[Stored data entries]

-------------------------

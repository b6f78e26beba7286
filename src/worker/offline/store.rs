//! # Offline Store
//!
//! Durable storage for submissions made while offline: the `offline-store`
//! database (schema version 1) with one auto-increment store per
//! submission kind. Ids are never reused, and a record is never updated in
//! place; it is either deleted after a confirmed replay or left alone.

use crate::local_db::schema::Migration;
use crate::local_db::LocalDatabase;
use crate::shared::SharedError;
use crate::worker::offline::{PendingSubmission, SubmissionDraft, SubmissionKind};
use async_trait::async_trait;
use sqlx::Row;
use std::collections::{BTreeMap, HashMap};
use tokio::sync::RwLock;
use uuid::Uuid;

/// Database name of the offline store
pub const OFFLINE_DB_NAME: &str = "offline-store";

/// Per-kind durable object stores
#[async_trait]
pub trait OfflineStore: Send + Sync {
    /// Insert a record, returning its new id
    async fn add(&self, kind: SubmissionKind, draft: &SubmissionDraft) -> Result<i64, SharedError>;
    /// Fetch one record
    async fn get(&self, kind: SubmissionKind, id: i64) -> Result<Option<PendingSubmission>, SharedError>;
    /// Every record of a kind, in id order
    async fn get_all(&self, kind: SubmissionKind) -> Result<Vec<PendingSubmission>, SharedError>;
    /// Delete one record; true if it existed
    async fn delete(&self, kind: SubmissionKind, id: i64) -> Result<bool, SharedError>;
    /// Number of records of a kind
    async fn count(&self, kind: SubmissionKind) -> Result<usize, SharedError>;
}

const OFFLINE_MIGRATIONS: &[Migration] = &[Migration {
    version: 1,
    name: "create_offline_stores",
    statements: &[
        "CREATE TABLE contact_forms (
            id INTEGER PRIMARY KEY AUTOINCREMENT,
            payload TEXT NOT NULL,
            token TEXT,
            idempotency_key TEXT NOT NULL,
            created_at TEXT NOT NULL
        )",
        "CREATE TABLE forum_posts (
            id INTEGER PRIMARY KEY AUTOINCREMENT,
            payload TEXT NOT NULL,
            token TEXT,
            idempotency_key TEXT NOT NULL,
            created_at TEXT NOT NULL
        )",
        "CREATE TABLE chat_messages (
            id INTEGER PRIMARY KEY AUTOINCREMENT,
            payload TEXT NOT NULL,
            token TEXT,
            idempotency_key TEXT NOT NULL,
            created_at TEXT NOT NULL
        )",
    ],
}];

/// SQLite-backed offline store
#[derive(Debug, Clone)]
pub struct SqliteOfflineStore {
    db: LocalDatabase,
}

impl SqliteOfflineStore {
    /// Wrap a database, applying the offline-store schema
    pub async fn new(db: LocalDatabase) -> Result<Self, SharedError> {
        db.migrate(OFFLINE_MIGRATIONS).await?;
        Ok(Self { db })
    }

    fn row_to_submission(kind: SubmissionKind, row: &sqlx::sqlite::SqliteRow) -> Result<PendingSubmission, SharedError> {
        let payload: String = row.try_get("payload")?;
        let key: String = row.try_get("idempotency_key")?;
        Ok(PendingSubmission {
            id: row.try_get("id")?,
            kind,
            payload: serde_json::from_str(&payload)?,
            token: row.try_get("token")?,
            idempotency_key: Uuid::parse_str(&key)
                .map_err(|e| SharedError::storage(format!("Corrupt idempotency key: {}", e)))?,
            created_at: row.try_get("created_at")?,
        })
    }
}

#[async_trait]
impl OfflineStore for SqliteOfflineStore {
    async fn add(&self, kind: SubmissionKind, draft: &SubmissionDraft) -> Result<i64, SharedError> {
        let sql = format!(
            "INSERT INTO {} (payload, token, idempotency_key, created_at) VALUES (?, ?, ?, ?)",
            kind.table_name()
        );
        let result = sqlx::query(&sql)
            .bind(draft.payload.to_string())
            .bind(&draft.token)
            .bind(draft.idempotency_key.to_string())
            .bind(&draft.created_at)
            .execute(self.db.pool())
            .await?;
        Ok(result.last_insert_rowid())
    }

    async fn get(&self, kind: SubmissionKind, id: i64) -> Result<Option<PendingSubmission>, SharedError> {
        let sql = format!(
            "SELECT id, payload, token, idempotency_key, created_at FROM {} WHERE id = ?",
            kind.table_name()
        );
        let row = sqlx::query(&sql)
            .bind(id)
            .fetch_optional(self.db.pool())
            .await?;
        row.map(|row| Self::row_to_submission(kind, &row)).transpose()
    }

    async fn get_all(&self, kind: SubmissionKind) -> Result<Vec<PendingSubmission>, SharedError> {
        let sql = format!(
            "SELECT id, payload, token, idempotency_key, created_at FROM {} ORDER BY id ASC",
            kind.table_name()
        );
        let rows = sqlx::query(&sql).fetch_all(self.db.pool()).await?;
        rows.iter()
            .map(|row| Self::row_to_submission(kind, row))
            .collect()
    }

    async fn delete(&self, kind: SubmissionKind, id: i64) -> Result<bool, SharedError> {
        let sql = format!("DELETE FROM {} WHERE id = ?", kind.table_name());
        let result = sqlx::query(&sql).bind(id).execute(self.db.pool()).await?;
        Ok(result.rows_affected() > 0)
    }

    async fn count(&self, kind: SubmissionKind) -> Result<usize, SharedError> {
        let sql = format!("SELECT COUNT(*) FROM {}", kind.table_name());
        let count: (i64,) = sqlx::query_as(&sql).fetch_one(self.db.pool()).await?;
        Ok(count.0 as usize)
    }
}

#[derive(Debug, Default)]
struct MemoryObjectStore {
    last_id: i64,
    records: BTreeMap<i64, PendingSubmission>,
}

/// In-memory offline store
#[derive(Debug, Default)]
pub struct MemoryOfflineStore {
    stores: RwLock<HashMap<SubmissionKind, MemoryObjectStore>>,
}

impl MemoryOfflineStore {
    pub fn new() -> Self {
        Self::default()
    }
}

#[async_trait]
impl OfflineStore for MemoryOfflineStore {
    async fn add(&self, kind: SubmissionKind, draft: &SubmissionDraft) -> Result<i64, SharedError> {
        let mut stores = self.stores.write().await;
        let store = stores.entry(kind).or_default();
        store.last_id += 1;
        let id = store.last_id;
        store.records.insert(id, draft.clone().into_pending(id, kind));
        Ok(id)
    }

    async fn get(&self, kind: SubmissionKind, id: i64) -> Result<Option<PendingSubmission>, SharedError> {
        Ok(self
            .stores
            .read()
            .await
            .get(&kind)
            .and_then(|store| store.records.get(&id))
            .cloned())
    }

    async fn get_all(&self, kind: SubmissionKind) -> Result<Vec<PendingSubmission>, SharedError> {
        Ok(self
            .stores
            .read()
            .await
            .get(&kind)
            .map(|store| store.records.values().cloned().collect())
            .unwrap_or_default())
    }

    async fn delete(&self, kind: SubmissionKind, id: i64) -> Result<bool, SharedError> {
        Ok(self
            .stores
            .write()
            .await
            .get_mut(&kind)
            .map(|store| store.records.remove(&id).is_some())
            .unwrap_or(false))
    }

    async fn count(&self, kind: SubmissionKind) -> Result<usize, SharedError> {
        Ok(self
            .stores
            .read()
            .await
            .get(&kind)
            .map(|store| store.records.len())
            .unwrap_or(0))
    }
}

-------------------------

Retype the data in full and match it exactly.

## Answer box
repository b6f78e26beba7286
filename src/worker/offline/store.rs
//! # Offline Store
//!
//! Durable storage for submissions made while offline: the `offline-store`
//! database (schema version 1) with one auto-increment store per
//! submission kind. Ids are never reused, and a record is never updated in
//! place; it is either deleted after a confirmed replay or left alone.

use crate::local_db::schema::Migration;
use crate::local_db::LocalDatabase;
use crate::shared::SharedError;
use crate::worker::offline::{PendingSubmission, SubmissionDraft, SubmissionKind};
use async_trait::async_trait;
use sqlx::Row;
use std::collections::{BTreeMap, HashMap};
use tokio::sync::RwLock;
use uuid::Uuid;

/// Database name of the offline store
pub const OFFLINE_DB_NAME: &str = "offline-store";

/// Per-kind durable object stores
#[async_trait]
pub trait OfflineStore: Send + Sync {
    /// Insert a record, returning its new id
    async fn add(&self, kind: SubmissionKind, draft: &SubmissionDraft) -> Result<i64, SharedError>;
    /// Fetch one record
    async fn get(&self, kind: SubmissionKind, id: i64) -> Result<Option<PendingSubmission>, SharedError>;
    /// Every record of a kind, in id order
    async fn get_all(&self, kind: SubmissionKind) -> Result<Vec<PendingSubmission>, SharedError>;
    /// Delete one record; true if it existed
    async fn delete(&self, kind: SubmissionKind, id: i64) -> Result<bool, SharedError>;
    /// Number of records of a kind
    async fn count(&self, kind: SubmissionKind) -> Result<usize, SharedError>;
}

const OFFLINE_MIGRATIONS: &[Migration] = &[Migration {
    version: 1,
    name: "create_offline_stores",
    statements: &[
        "CREATE TABLE contact_forms (
            id INTEGER PRIMARY KEY AUTOINCREMENT,
            payload TEXT NOT NULL,
            token TEXT,
            idempotency_key TEXT NOT NULL,
            created_at TEXT NOT NULL
        )",
        "CREATE TABLE forum_posts (
            id INTEGER PRIMARY KEY AUTOINCREMENT,
            payload TEXT NOT NULL,
            token TEXT,
            idempotency_key TEXT NOT NULL,
            created_at TEXT NOT NULL
        )",
        "CREATE TABLE chat_messages (
            id INTEGER PRIMARY KEY AUTOINCREMENT,
            payload TEXT NOT NULL,
            token TEXT,
            idempotency_key TEXT NOT NULL,
            created_at TEXT NOT NULL
        )",
    ],
}];

/// SQLite-backed offline store
#[derive(Debug, Clone)]
pub struct SqliteOfflineStore {
    db: LocalDatabase,
}

impl SqliteOfflineStore {
    /// Wrap a database, applying the offline-store schema
    pub async fn new(db: LocalDatabase) -> Result<Self, SharedError> {
        db.migrate(OFFLINE_MIGRATIONS).await?;
        Ok(Self { db })
    }

    fn row_to_submission(kind: SubmissionKind, row: &sqlx::sqlite::SqliteRow) -> Result<PendingSubmission, SharedError> {
        let payload: String = row.try_get("payload")?;
        let key: String = row.try_get("idempotency_key")?;
        Ok(PendingSubmission {
            id: row.try_get("id")?,
            kind,
            payload: serde_json::from_str(&payload)?,
            token: row.try_get("token")?,
            idempotency_key: Uuid::parse_str(&key)
                .map_err(|e| SharedError::storage(format!("Corrupt idempotency key: {}", e)))?,
            created_at: row.try_get("created_at")?,
        })
    }
}

#[async_trait]
impl OfflineStore for SqliteOfflineStore {
    async fn add(&self, kind: SubmissionKind, draft: &SubmissionDraft) -> Result<i64, SharedError> {
        let sql = format!(
            "INSERT INTO {} (payload, token, idempotency_key, created_at) VALUES (?, ?, ?, ?)",
            kind.table_name()
        );
        let result = sqlx::query(&sql)
            .bind(draft.payload.to_string())
            .bind(&draft.token)
            .bind(draft.idempotency_key.to_string())
            .bind(&draft.created_at)
            .execute(self.db.pool())
            .await?;
        Ok(result.last_insert_rowid())
    }

    async fn get(&self, kind: SubmissionKind, id: i64) -> Result<Option<PendingSubmission>, SharedError> {
        let sql = format!(
            "SELECT id, payload, token, idempotency_key, created_at FROM {} WHERE id = ?",
            kind.table_name()
        );
        let row = sqlx::query(&sql)
            .bind(id)
            .fetch_optional(self.db.pool())
            .await?;
        row.map(|row| Self::row_to_submission(kind, &row)).transpose()
    }

    async fn get_all(&self, kind: SubmissionKind) -> Result<Vec<PendingSubmission>, SharedError> {
        let sql = format!(
            "SELECT id, payload, token, idempotency_key, created_at FROM {} ORDER BY id ASC",
            kind.table_name()
        );
        let rows = sqlx::query(&sql).fetch_all(self.db.pool()).await?;
        rows.iter()
            .map(|row| Self::row_to_submission(kind, row))
            .collect()
    }

    async fn delete(&self, kind: SubmissionKind, id: i64) -> Result<bool, SharedError> {
        let sql = format!("DELETE FROM {} WHERE id = ?", kind.table_name());
        let result = sqlx::query(&sql).bind(id).execute(self.db.pool()).await?;
        Ok(result.rows_affected() > 0)
    }

    async fn count(&self, kind: SubmissionKind) -> Result<usize, SharedError> {
        let sql = format!("SELECT COUNT(*) FROM {}", kind.table_name());
        let count: (i64,) = sqlx::query_as(&sql).fetch_one(self.db.pool()).await?;
        Ok(count.0 as usize)
    }
}

#[derive(Debug, Default)]
struct MemoryObjectStore {
    last_id: i64,
    records: BTreeMap<i64, PendingSubmission>,
}

/// In-memory offline store
#[derive(Debug, Default)]
pub struct MemoryOfflineStore {
    stores: RwLock<HashMap<SubmissionKind, MemoryObjectStore>>,
}

impl MemoryOfflineStore {
    pub fn new() -> Self {
        Self::default()
    }
}

#[async_trait]
impl OfflineStore for MemoryOfflineStore {
    async fn add(&self, kind: SubmissionKind, draft: &SubmissionDraft) -> Result<i64, SharedError> {
        let mut stores = self.stores.write().await;
        let store = stores.entry(kind).or_default();
        store.last_id += 1;
        let id = store.last_id;
        store.records.insert(id, draft.clone().into_pending(id, kind));
        Ok(id)
    }

    async fn get(&self, kind: SubmissionKind, id: i64) -> Result<Option<PendingSubmission>, SharedError> {
        Ok(self
            .stores
            .read()
            .await
            .get(&kind)
            .and_then(|store| store.records.get(&id))
            .cloned())
    }

    async fn get_all(&self, kind: SubmissionKind) -> Result<Vec<PendingSubmission>, SharedError> {
        Ok(self
            .stores
            .read()
            .await
            .get(&kind)
            .map(|store| store.records.values().cloned().collect())
            .unwrap_or_default())
    }

    async fn delete(&self, kind: SubmissionKind, id: i64) -> Result<bool, SharedError> {
        Ok(self
            .stores
            .write()
            .await
            .get_mut(&kind)
            .map(|store| store.records.remove(&id).is_some())
            .unwrap_or(false))
    }

    async fn count(&self, kind: SubmissionKind) -> Result<usize, SharedError> {
        Ok(self
            .stores
            .read()
            .await
            .get(&kind)
            .map(|store| store.records.len())
            .unwrap_or(0))
    }
}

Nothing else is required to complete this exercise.